La Cour suprême des États-Unis a renvoyé une affaire devant une juridiction inférieure concernant une reprise du financement du mur frontalier.

« La détention provisoire remet en cause le mur frontalier du Sierra Club, de l’American Civil Liberties Union (ACLU) et d’autres qui ont déjà remporté des victoires judiciaires en déterminant que Trump a désigné de manière inappropriée un financement militaire pour la construction du mur », a rapporté The Hill.

« La Haute Cour a annulé les décisions antérieures » à la lumière du changement de circonstances dans cette affaire « , se rangeant du côté d’une demande de l’administration Biden qui notait que le président le jour de son investiture avait signé une ordonnance interdisant la construction d’un mur frontalier », ajoute le rapport. «Le problème dans cette affaire concernait un financement d’environ 3,6 milliards de dollars que l’administration Biden a depuis désigné pour 66 projets de construction militaire différents qui avaient été reportés.

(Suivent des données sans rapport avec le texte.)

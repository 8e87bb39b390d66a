// src/fetch/zips.rs

use anyhow::{anyhow, Context, Result};
use reqwest::Client;
use std::{
    fs::{self, File},
    path::{Path, PathBuf},
};
use tracing::{debug, info};
use zip::ZipArchive;

use super::{fetch_to_file, Location};

/// Retrieve the archive at `location` into `download_to`, or into
/// `extract_to/<archive file name>` when no download path is given.
/// Returns the path of the saved archive.
pub async fn download_zip(
    client: &Client,
    location: &Location,
    extract_to: &Path,
    download_to: Option<&Path>,
) -> Result<PathBuf> {
    let dest = match download_to {
        Some(p) => p.to_path_buf(),
        None => {
            let name = location
                .file_name()
                .unwrap_or_else(|| "download.zip".to_string());
            extract_to.join(name)
        }
    };
    fetch_to_file(client, location, &dest).await?;
    debug!(path = %dest.display(), "archive saved");
    Ok(dest)
}

/// Extract every entry of `zip_path` under `dest_dir`.
pub fn extract_all(zip_path: &Path, dest_dir: &Path) -> Result<usize> {
    fs::create_dir_all(dest_dir)
        .with_context(|| format!("creating extraction directory {}", dest_dir.display()))?;

    let file = File::open(zip_path)
        .with_context(|| format!("Failed to open ZIP file: {:?}", zip_path))?;
    let mut archive = ZipArchive::new(file)
        .with_context(|| format!("Failed to read ZIP archive: {:?}", zip_path))?;
    let entries = archive.len();
    archive
        .extract(dest_dir)
        .with_context(|| format!("extracting {:?} into {:?}", zip_path, dest_dir))?;

    info!(zip = %zip_path.display(), entries, "extracted");
    Ok(entries)
}

/// Fail unless `member` is an entry of the archive at `zip_path`.
pub fn ensure_member(zip_path: &Path, member: &str) -> Result<()> {
    let file = File::open(zip_path)
        .with_context(|| format!("Failed to open ZIP file: {:?}", zip_path))?;
    let archive = ZipArchive::new(file)
        .with_context(|| format!("Failed to read ZIP archive: {:?}", zip_path))?;
    if archive.index_for_name(member).is_none() {
        return Err(anyhow!(
            "archive {:?} has no member `{}`",
            zip_path,
            member
        ));
    }
    Ok(())
}

/// Download, extract, and return the path of `member` inside `extract_to`.
/// The member is looked up in the archive itself, so files left in
/// `extract_to` by an earlier run never stand in for it.
pub async fn retrieve_member(
    client: &Client,
    location: &Location,
    extract_to: &Path,
    download_to: Option<&Path>,
    member: &str,
) -> Result<PathBuf> {
    let zip_path = download_zip(client, location, extract_to, download_to).await?;
    ensure_member(&zip_path, member)?;
    extract_all(&zip_path, extract_to)?;
    Ok(extract_to.join(member))
}

#[cfg(test)]
mod tests {
    use super::*;
    use std::io::{Cursor, Write};
    use tempfile::tempdir;
    use zip::write::FileOptions;
    use zip::CompressionMethod;

    fn write_zip(path: &Path, entries: &[(&str, &str)]) -> Result<()> {
        let mut buf = Vec::new();
        {
            let mut zip = zip::ZipWriter::new(Cursor::new(&mut buf));
            let options: FileOptions<'_, ()> =
                FileOptions::default().compression_method(CompressionMethod::Stored);
            for (name, content) in entries {
                zip.start_file(*name, options)?;
                zip.write_all(content.as_bytes())?;
            }
            zip.finish()?;
        }
        fs::write(path, &buf)?;
        Ok(())
    }

    #[tokio::test]
    async fn extracts_requested_member() -> Result<()> {
        let dir = tempdir()?;
        let src = dir.path().join("GTFS.zip");
        write_zip(
            &src,
            &[
                ("stops.txt", "stop_id,stop_name\n1,Fulda\n"),
                ("routes.txt", "route_id\n7\n"),
            ],
        )?;
        let extract_to = dir.path().join("out");

        let member = retrieve_member(
            &Client::new(),
            &Location::Local(src),
            &extract_to,
            None,
            "stops.txt",
        )
        .await?;

        assert_eq!(member, extract_to.join("stops.txt"));
        assert!(extract_to.join("routes.txt").is_file());
        assert!(extract_to.join("GTFS.zip").is_file());
        Ok(())
    }

    #[tokio::test]
    async fn missing_member_fails() -> Result<()> {
        let dir = tempdir()?;
        let src = dir.path().join("GTFS.zip");
        write_zip(&src, &[("routes.txt", "route_id\n7\n")])?;

        let res = retrieve_member(
            &Client::new(),
            &Location::Local(src),
            &dir.path().join("out"),
            None,
            "stops.txt",
        )
        .await;
        assert!(res.is_err());
        Ok(())
    }

    #[tokio::test]
    async fn stale_member_from_earlier_run_is_not_used() -> Result<()> {
        let dir = tempdir()?;
        let src = dir.path().join("GTFS.zip");
        let extract_to = dir.path().join("out");

        write_zip(&src, &[("stops.txt", "stop_id\n1\n")])?;
        retrieve_member(
            &Client::new(),
            &Location::Local(src.clone()),
            &extract_to,
            None,
            "stops.txt",
        )
        .await?;
        assert!(extract_to.join("stops.txt").is_file());

        // next feed no longer carries stops.txt
        write_zip(&src, &[("routes.txt", "route_id\n7\n")])?;
        let res = retrieve_member(
            &Client::new(),
            &Location::Local(src),
            &extract_to,
            None,
            "stops.txt",
        )
        .await;
        assert!(res.is_err());
        Ok(())
    }

    #[test]
    fn corrupt_archive_fails() -> Result<()> {
        let dir = tempdir()?;
        let src = dir.path().join("broken.zip");
        fs::write(&src, b"not a zip")?;
        assert!(extract_all(&src, &dir.path().join("out")).is_err());
        Ok(())
    }
}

Des groupes avaient contesté l’utilisation par Trump d’une déclaration d’urgence pour détourner les fonds – ce qu’un tribunal de district et la cour d’appel du 9e circuit ont jugé inapproprié.

« La Cour suprême a renvoyé l’affaire devant la Cour d’appel des États-Unis pour le 9e circuit » avec des instructions pour ordonner au tribunal de district d’annuler ses jugements « , a écrit la Cour suprême dans son ordonnance de lundi », a rapporté Newsweek.

Un panel du 9e circuit de la Cour d’appel des États-Unis a maintenu la décision d’un tribunal inférieur en écrivant : Le Nouveau-Mexique n’a pas été autorisé en vertu de la loi de 2019 sur les crédits du ministère de la Défense. »

La cour d’appel a également fondé sa décision sur les revendications environnementales formulées par la Californie et le Nouveau-Mexique dans l’affirmation du tribunal inférieur de juin 2020 :

En ce qui concerne l’élément de préjudice de fait de la qualité pour agir, le tribunal a statué que la Californie et le Nouveau-Mexique alléguaient que les actions des défendeurs fédéraux causeraient des préjudices particuliers et concrets à l’environnement et à la faune de leurs États respectifs ainsi qu’à leurs intérêts souverains dans l’application de leurs lois environnementales.

Premièrement, le groupe spécial a jugé que la Californie et le Nouveau-Mexique avaient chacun fourni des preuves suffisantes, si elles étaient considérées comme vraies, qui permettraient à un enquêteur raisonnable de conclure que les deux États subiraient en fait des dommages à leurs intérêts environnementaux, et en particulier, pour protéger les espèces menacées espèces à l’intérieur de leurs frontières.

Deuxièmement, le groupe spécial a également jugé que la Californie et le Nouveau-Mexique avaient démontré que la construction de murs frontaliers portait atteinte à leurs intérêts quasi-souverains en les empêchant d’appliquer leurs lois environnementales.

« L’administration Biden avait fait valoir que la Cour suprême n’avait pas besoin de se prononcer sur l’affaire du financement du mur frontalier car le projet a été fermé par la nouvelle administration », a ajouté Newsweek.